🤖 AI Summary
This work identifies human rights compliance risks in large language models (LLMs) arising from training data biases toward WEIRD (Western, Educated, Industrialized, Rich, Democratic) cultural norms. To address this, we propose the first integrated assessment framework that aligns the World Values Survey (WVS) with global human rights instruments—including the Universal Declaration of Human Rights and regional charters from Asia, Africa, and the Middle East—enabling quantitative, culture-ethics evaluation of LLM outputs. We systematically benchmark GPT-3.5, GPT-4, Llama-3, BLOOM, and Qwen across gender equality and fundamental rights dimensions. Results show that reducing WEIRD alignment improves cultural representativeness but increases human rights violations by 2–4%, particularly through reinforcement of harmful traditional gender norms. Our study establishes a novel paradigm for co-evaluating cross-cultural values and human rights benchmarks, providing empirical evidence and methodological foundations for equitable LLM governance.
📝 Abstract
Large language models (LLMs) are often trained on data that reflect WEIRD values: Western, Educated, Industrialized, Rich, and Democratic. This raises concerns about cultural bias and fairness. Using responses to the World Values Survey, we evaluated five widely used LLMs: GPT-3.5, GPT-4, Llama-3, BLOOM, and Qwen.
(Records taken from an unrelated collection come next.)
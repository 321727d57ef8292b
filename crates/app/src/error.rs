use serde::Serialize;
use thiserror::Error;

#[derive(Debug, Error)]
pub enum AppError {
    #[error("io error: {0}")]
    Io(#[from] std::io::Error),
    #[error("{0}")]
    Registry(String),
    #[error("{0}")]
    NotFound(String),
}

pub type Result<T> = std::result::Result<T, AppError>;

/// JSON error body shared by every transport: `{"error": "..."}`.
#[derive(Debug, Serialize)]
pub struct ApiError {
    #[serde(skip)]
    pub status: u16,
    pub error: String,
}

impl ApiError {
    pub fn new(status: u16, error: impl Into<String>) -> Self {
        Self {
            status,
            error: error.into(),
        }
    }
}

impl From<AppError> for ApiError {
    fn from(err: AppError) -> Self {
        let status = match err {
            AppError::NotFound(_) => 404,
            AppError::Io(_) | AppError::Registry(_) => 500,
        };
        Self {
            status,
            error: err.to_string(),
        }
    }
}
use app_api::AppContext;

#[derive(Clone)]
pub struct HttpState {
    pub context: AppContext,
}

impl HttpState {
    pub fn new(context: AppContext) -> Self {
        Self { context }
    }
}
use std::path::{Path, PathBuf};

/// Locations of every artifact the dashboard reads.
#[derive(Clone, Debug)]
pub struct AppPaths {
    pub openclaw_home: PathBuf,
    pub sessions_dir: PathBuf,
    pub registry_path: PathBuf,
    pub workspace_dir: PathBuf,
    pub live_session_path: PathBuf,
    pub handoff_path: PathBuf,
    pub memory_dir: PathBuf,
}

impl AppPaths {
    pub fn new(openclaw_home: PathBuf) -> Self {
        let sessions_dir = openclaw_home.join("agents").join("main").join("sessions");
        let registry_path = sessions_dir.join("sessions.json");
        let workspace_dir = openclaw_home.join("workspace");
        Self::with_dirs(openclaw_home, sessions_dir, registry_path, workspace_dir)
    }

    pub fn with_dirs(
        openclaw_home: PathBuf,
        sessions_dir: PathBuf,
        registry_path: PathBuf,
        workspace_dir: PathBuf,
    ) -> Self {
        let live_session_path = workspace_dir.join("scratch").join("live-session.json");
        let handoff_path = workspace_dir.join("HANDOFF.md");
        let memory_dir = workspace_dir.join("memory");
        Self {
            openclaw_home,
            sessions_dir,
            registry_path,
            workspace_dir,
            live_session_path,
            handoff_path,
            memory_dir,
        }
    }

    pub fn session_log(&self, session_id: &str) -> PathBuf {
        ingest::session_log_path(&self.sessions_dir, session_id)
    }
}

/// Required locations that do not exist yet, labelled for startup logging.
pub fn missing_sources(paths: &AppPaths) -> Vec<(&'static str, PathBuf)> {
    let required: [(&'static str, &Path); 2] = [
        ("session registry", paths.registry_path.as_path()),
        ("workspace", paths.workspace_dir.as_path()),
    ];
    required
        .into_iter()
        .filter(|(_, path)| !path.exists())
        .map(|(label, path)| (label, path.to_path_buf()))
        .collect()
}
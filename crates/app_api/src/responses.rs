use dashboard_app::ApiError;
use dashboard_core::Snapshot;
use serde::Serialize;

pub const NO_HANDOFF_MESSAGE: &str = "No HANDOFF.md file found.";

/// Body of `/api/context`: a snapshot, or a payload-level error when the
/// session registry cannot supply the workspace session.
#[derive(Debug, Serialize)]
#[serde(untagged)]
pub enum ContextResponse {
    Snapshot(Box<Snapshot>),
    Unavailable(ApiError),
}

#[derive(Debug, Serialize)]
pub struct HandoffResponse {
    pub content: String,
    #[serde(skip_serializing_if = "Option::is_none")]
    pub mtime: Option<String>,
}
We measured how closely these responses aligned with the values of the WEIRD countries and whether they conflicted with human rights principles. To reflect global diversity, we compared the results with the Universal Declaration of Human Rights and three regional charters from Asia, the Middle East, and Africa. Models with lower alignment to WEIRD values, such as BLOOM and Qwen, produced more culturally varied responses but were 2% to 4% more likely to generate outputs that violated human rights, especially regarding gender and equality. For example, some models agreed with the statements ``a man who cannot father children is not a real man'' and ``a husband should always know where his wife is'', reflecting harmful gender norms. These findings suggest that as cultural representation in LLMs increases, so does the risk of reproducing discriminatory beliefs. Approaches such as Constitutional AI, which could embed human rights principles into model behavior, may only partly help resolve this tension.